IHTSDO / snowstorm

Scalable SNOMED CT Terminology Server using Elasticsearch
Other
204 stars 80 forks source link

Failed to import UK Drug extension (SOLVED) #517

Closed ciprianaradulescu closed 1 year ago

ciprianaradulescu commented 1 year ago

Hello,

I've loaded the snomed international edition SnomedCT_InternationalRF2_PRODUCTION_20230131T120000Z as per the process documented here https://github.com/IHTSDO/snowstorm/blob/master/docs/loading-snomed.md. This resulted in the following 2 branches: MAIN and MAIN/2023-01-31, both looking ok.

After the international import I'm trying to import the UK Drug extension SnomedCT_UKDrugRF2_PRODUCTION_20230510T000001Z as per the process documented here https://github.com/IHTSDO/snowstorm/blob/master/docs/updating-snomed-and-extensions.md. I've tried various combinations of parameters, either by specifying / ommiting the dependant version or by setting the createCodeSystemVersion both true and false, but everytime i get this error:

snowstorm | 2023-05-30 13:08:15.320 ERROR 1 --- [ool-11-thread-9] o.ihtsdo.otf.snomedboot.ReleaseImporter : Failed to read or process lines. snowstorm | snowstorm | java.lang.NullPointerException: null snowstorm | at org.snomed.snowstorm.core.rf2.rf2import.ImportComponentFactoryImpl.lambda$processEntities$1(ImportComponentFactoryImpl.java:131) snowstorm | at java.base/java.util.ArrayList.forEach(ArrayList.java:1541) snowstorm | at org.snomed.snowstorm.core.rf2.rf2import.ImportComponentFactoryImpl.processEntities(ImportComponentFactoryImpl.java:130) snowstorm | at org.snomed.snowstorm.core.rf2.rf2import.ImportComponentFactoryImpl$4.persistCollection(ImportComponentFactoryImpl.java:113) snowstorm | at org.snomed.snowstorm.core.rf2.rf2import.ImportComponentFactoryImpl$PersistBuffer.flush(ImportComponentFactoryImpl.java:332) snowstorm | at org.snomed.snowstorm.core.rf2.rf2import.ImportComponentFactoryImpl$PersistBuffer.save(ImportComponentFactoryImpl.java:327) snowstorm | at org.snomed.snowstorm.core.rf2.rf2import.ImportComponentFactoryImpl.newReferenceSetMemberState(ImportComponentFactoryImpl.java:293) snowstorm | at org.ihtsdo.otf.snomedboot.ReleaseImporter$ImportRun.lambda$loadRefsets$4(ReleaseImporter.java:496) snowstorm | at org.ihtsdo.otf.snomedboot.ReleaseImporter$ImportRun.readLines(ReleaseImporter.java:603) snowstorm | at org.ihtsdo.otf.snomedboot.ReleaseImporter$ImportRun.lambda$readLinesCallable$5(ReleaseImporter.java:514) snowstorm | at java.base/java.util.concurrent.FutureTask.run(FutureTask.java:264) snowstorm | at java.base/java.util.concurrent.ThreadPoolExecutor.runWorker(ThreadPoolExecutor.java:1128) snowstorm | at java.base/java.util.concurrent.ThreadPoolExecutor$Worker.run(ThreadPoolExecutor.java:628) snowstorm | at java.base/java.lang.Thread.run(Thread.java:829).

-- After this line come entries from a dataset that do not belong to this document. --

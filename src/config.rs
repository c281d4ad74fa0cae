//! Publish and subscribe discovery configurations.
//!
//! Both configs are plain data with fluent builders and a `validate()` step
//! that the manager runs before anything is sent to the backend.

use std::time::Duration;

use serde::{Deserialize, Serialize};

use crate::error::{Error, Result};

/// Maximum length in bytes of a service name, service-specific info blob, or
/// encoded match filter.
pub const MAX_FIELD_LEN: usize = 255;

/// How a publisher advertises its service.
#[derive(Debug, Clone, Copy, Default, PartialEq, Eq, Serialize, Deserialize)]
#[serde(rename_all = "snake_case")]
pub enum PublishType {
    /// Broadcast advertisements without waiting to be asked.
    #[default]
    Unsolicited,
    /// Only respond to matching active subscribers.
    Solicited,
}

/// How a subscriber looks for publishers.
#[derive(Debug, Clone, Copy, Default, PartialEq, Eq, Serialize, Deserialize)]
#[serde(rename_all = "snake_case")]
pub enum SubscribeType {
    /// Listen for unsolicited publishers.
    #[default]
    Passive,
    /// Transmit queries that solicited publishers respond to.
    Active,
}

/// Which matches a subscriber is told about.
#[derive(Debug, Clone, Copy, Default, PartialEq, Eq, Serialize, Deserialize)]
#[serde(rename_all = "snake_case")]
pub enum MatchStyle {
    /// Report every match.
    #[default]
    All,
    /// Report only the first match.
    FirstOnly,
}

/// Configuration of a publish discovery session.
#[derive(Debug, Clone, PartialEq, Eq, Serialize, Deserialize)]
pub struct PublishConfig {
    /// Name of the advertised service.
    pub service_name: String,
    /// Opaque bytes delivered to matching subscribers.
    pub service_specific_info: Vec<u8>,
    /// Ordered filter elements a subscriber must match.
    pub match_filter: Vec<Vec<u8>>,
    /// Unsolicited or solicited advertising.
    pub publish_type: PublishType,
    /// Number of advertisements before stopping; 0 means unlimited.
    pub publish_count: u32,
    /// Session lifetime; `None` runs until destroyed.
    pub ttl: Option<Duration>,
    /// Whether the application wants a notification when the session ends.
    pub terminate_notification: bool,
}

impl PublishConfig {
    /// Start a builder for the given service name.
    pub fn builder(service_name: impl Into<String>) -> PublishConfigBuilder {
        PublishConfigBuilder {
            config: Self {
                service_name: service_name.into(),
                ..Self::default()
            },
        }
    }

    /// Check the config against the service's field limits.
    pub fn validate(&self) -> Result<()> {
        validate_common(
            &self.service_name,
            &self.service_specific_info,
            &self.match_filter,
        )
    }
}

impl Default for PublishConfig {
    fn default() -> Self {
        Self {
            service_name: String::new(),
            service_specific_info: Vec::new(),
            match_filter: Vec::new(),
            publish_type: PublishType::default(),
            publish_count: 0,
            ttl: None,
            terminate_notification: true,
        }
    }
}

/// Fluent builder for [`PublishConfig`].
#[derive(Debug, Clone)]
pub struct PublishConfigBuilder {
    config: PublishConfig,
}

impl PublishConfigBuilder {
    /// Set the service-specific info blob.
    pub fn service_specific_info(mut self, info: impl Into<Vec<u8>>) -> Self {
        self.config.service_specific_info = info.into();
        self
    }

    /// Set the match filter.
    pub fn match_filter<I, B>(mut self, filter: I) -> Self
    where
        I: IntoIterator<Item = B>,
        B: Into<Vec<u8>>,
    {
        self.config.match_filter = filter.into_iter().map(Into::into).collect();
        self
    }

    /// Set the publish type. Default: unsolicited.
    pub fn publish_type(mut self, t: PublishType) -> Self {
        self.config.publish_type = t;
        self
    }

    /// Set the advertisement count. Default: 0 (unlimited).
    pub fn publish_count(mut self, n: u32) -> Self {
        self.config.publish_count = n;
        self
    }

    /// Set the session lifetime.
    pub fn ttl(mut self, ttl: Duration) -> Self {
        self.config.ttl = Some(ttl);
        self
    }

    /// Enable or disable the termination notification. Default: enabled.
    pub fn terminate_notification(mut self, enabled: bool) -> Self {
        self.config.terminate_notification = enabled;
        self
    }

    /// Finish building. Validation happens when the config is submitted.
    pub fn build(self) -> PublishConfig {
        self.config
    }
}

/// Configuration of a subscribe discovery session.
#[derive(Debug, Clone, PartialEq, Eq, Serialize, Deserialize)]
pub struct SubscribeConfig {
    /// Name of the service to look for.
    pub service_name: String,
    /// Opaque bytes delivered to matching publishers.
    pub service_specific_info: Vec<u8>,
    /// Ordered filter elements a publisher must match.
    pub match_filter: Vec<Vec<u8>>,
    /// Passive or active subscription.
    pub subscribe_type: SubscribeType,
    /// Number of queries before stopping; 0 means unlimited.
    pub subscribe_count: u32,
    /// Session lifetime; `None` runs until destroyed.
    pub ttl: Option<Duration>,
    /// Which matches to report.
    pub match_style: MatchStyle,
    /// Whether the application wants a notification when the session ends.
    pub terminate_notification: bool,
}

impl SubscribeConfig {
    /// Start a builder for the given service name.
    pub fn builder(service_name: impl Into<String>) -> SubscribeConfigBuilder {
        SubscribeConfigBuilder {
            config: Self {
                service_name: service_name.into(),
                ..Self::default()
            },
        }
    }

    /// Check the config against the service's field limits.
    pub fn validate(&self) -> Result<()> {
        validate_common(
            &self.service_name,
            &self.service_specific_info,
            &self.match_filter,
        )
    }
}

impl Default for SubscribeConfig {
    fn default() -> Self {
        Self {
            service_name: String::new(),
            service_specific_info: Vec::new(),
            match_filter: Vec::new(),
            subscribe_type: SubscribeType::default(),
            subscribe_count: 0,
            ttl: None,
            match_style: MatchStyle::default(),
            terminate_notification: true,
        }
    }
}

/// Fluent builder for [`SubscribeConfig`].
#[derive(Debug, Clone)]
pub struct SubscribeConfigBuilder {
    config: SubscribeConfig,
}

impl SubscribeConfigBuilder {
    /// Set the service-specific info blob.
    pub fn service_specific_info(mut self, info: impl Into<Vec<u8>>) -> Self {
        self.config.service_specific_info = info.into();
        self
    }

    /// Set the match filter.
    pub fn match_filter<I, B>(mut self, filter: I) -> Self
    where
        I: IntoIterator<Item = B>,
        B: Into<Vec<u8>>,
    {
        self.config.match_filter = filter.into_iter().map(Into::into).collect();
        self
    }

    /// Set the subscribe type. Default: passive.
    pub fn subscribe_type(mut self, t: SubscribeType) -> Self {
        self.config.subscribe_type = t;
        self
    }

    /// Set the query count. Default: 0 (unlimited).
    pub fn subscribe_count(mut self, n: u32) -> Self {
        self.config.subscribe_count = n;
        self
    }

    /// Set the session lifetime.
    pub fn ttl(mut self, ttl: Duration) -> Self {
        self.config.ttl = Some(ttl);
        self
    }

    /// Set the match style. Default: all.
    pub fn match_style(mut self, style: MatchStyle) -> Self {
        self.config.match_style = style;
        self
    }

    /// Enable or disable the termination notification. Default: enabled.
    pub fn terminate_notification(mut self, enabled: bool) -> Self {
        self.config.terminate_notification = enabled;
        self
    }

    /// Finish building. Validation happens when the config is submitted.
    pub fn build(self) -> SubscribeConfig {
        self.config
    }
}

fn validate_common(service_name: &str, ssi: &[u8], match_filter: &[Vec<u8>]) -> Result<()> {
    if service_name.is_empty() {
        return Err(Error::invalid_config("service name is empty"));
    }
    if service_name.len() > MAX_FIELD_LEN {
        return Err(Error::invalid_config(format!(
            "service name is {} bytes, limit is {MAX_FIELD_LEN}",
            service_name.len()
        )));
    }
    if let Some(c) = service_name
        .chars()
        .find(|c| !(c.is_ascii_alphanumeric() || *c == '-' || *c == '.'))
    {
        return Err(Error::invalid_config(format!(
            "service name contains invalid character {c:?}"
        )));
    }
    if ssi.len() > MAX_FIELD_LEN {
        return Err(Error::invalid_config(format!(
            "service specific info is {} bytes, limit is {MAX_FIELD_LEN}",
            ssi.len()
        )));
    }

    // each element is sent length-prefixed with a single byte
    let mut encoded = 0usize;
    for element in match_filter {
        if element.len() > MAX_FIELD_LEN {
            return Err(Error::invalid_config(format!(
                "match filter element is {} bytes, limit is {MAX_FIELD_LEN}",
                element.len()
            )));
        }
        encoded += 1 + element.len();
    }
    if encoded > MAX_FIELD_LEN {
        return Err(Error::invalid_config(format!(
            "encoded match filter is {encoded} bytes, limit is {MAX_FIELD_LEN}"
        )));
    }
    Ok(())
}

Could anyone please provide some information as to what is causing the error?

FYI: I'm running the docker compose environment from here https://github.com/IHTSDO/snowstorm/blob/master/docs/using-docker.md, but with the ES memory increased to 24g because with the default setting it ran out of memory.

Thank you, Ciprian

kaicode commented 1 year ago

Hi Ciprian, I'm sorry to hear that this is not working as expected. Could you confirm what version of Snowstorm and Elasticsearch you are running please?

ciprianaradulescu commented 1 year ago

Sure, and sorry, i forgot to mention them 🤦 ES: 7.10.2, Snowstorm: latest (not sure if this means 8.1.0 or something else)

kaicode commented 1 year ago

That's perfect thanks. I will try to reproduce.

kaicode commented 1 year ago

Although I'm from the UK I am not familiar with the UK SNOMED packages, could you help me please? I've downloaded the file uk_sct2dr_36.1.0_20230510000001Z.zip from Trud. That contains snapshot files under SnomedCT_UKEditionRF2_PRODUCTION_20230510T000001Z and also snapshot files under SnomedCT_UKDrugRF2_PRODUCTION_20230510T000001Z.

To reproduce the issue should I upload the whole of the zip or create a new zip using one of those sub directories?

ciprianaradulescu commented 1 year ago

So far, I've only tried with importing SnomedCT_UKDrugRF2_PRODUCTION_20230510T000001Z directly over the International Edition. Honestly, I'm not sure if the UK Edition itself needs to be imported before the Drug Extension.

kaicode commented 1 year ago

No worries, I will just try the same.

kaicode commented 1 year ago

I think I have reproduced the issue. I received several warnings in the log like this:

2023-05-31 10:47:39.417  WARN 73749 --- [nPool-worker-11] o.s.s.c.d.s.ReferenceSetMemberService    : Refset member refers to description which does not exist, this will not be persisted 002356c4-6aef-525d-ae05-a62e9606aadd -> 46691701000001119

This hints at another package needing to be imported first. I think that is the cause of the null pointer, this is a bug and related to multithreading when processing refset members.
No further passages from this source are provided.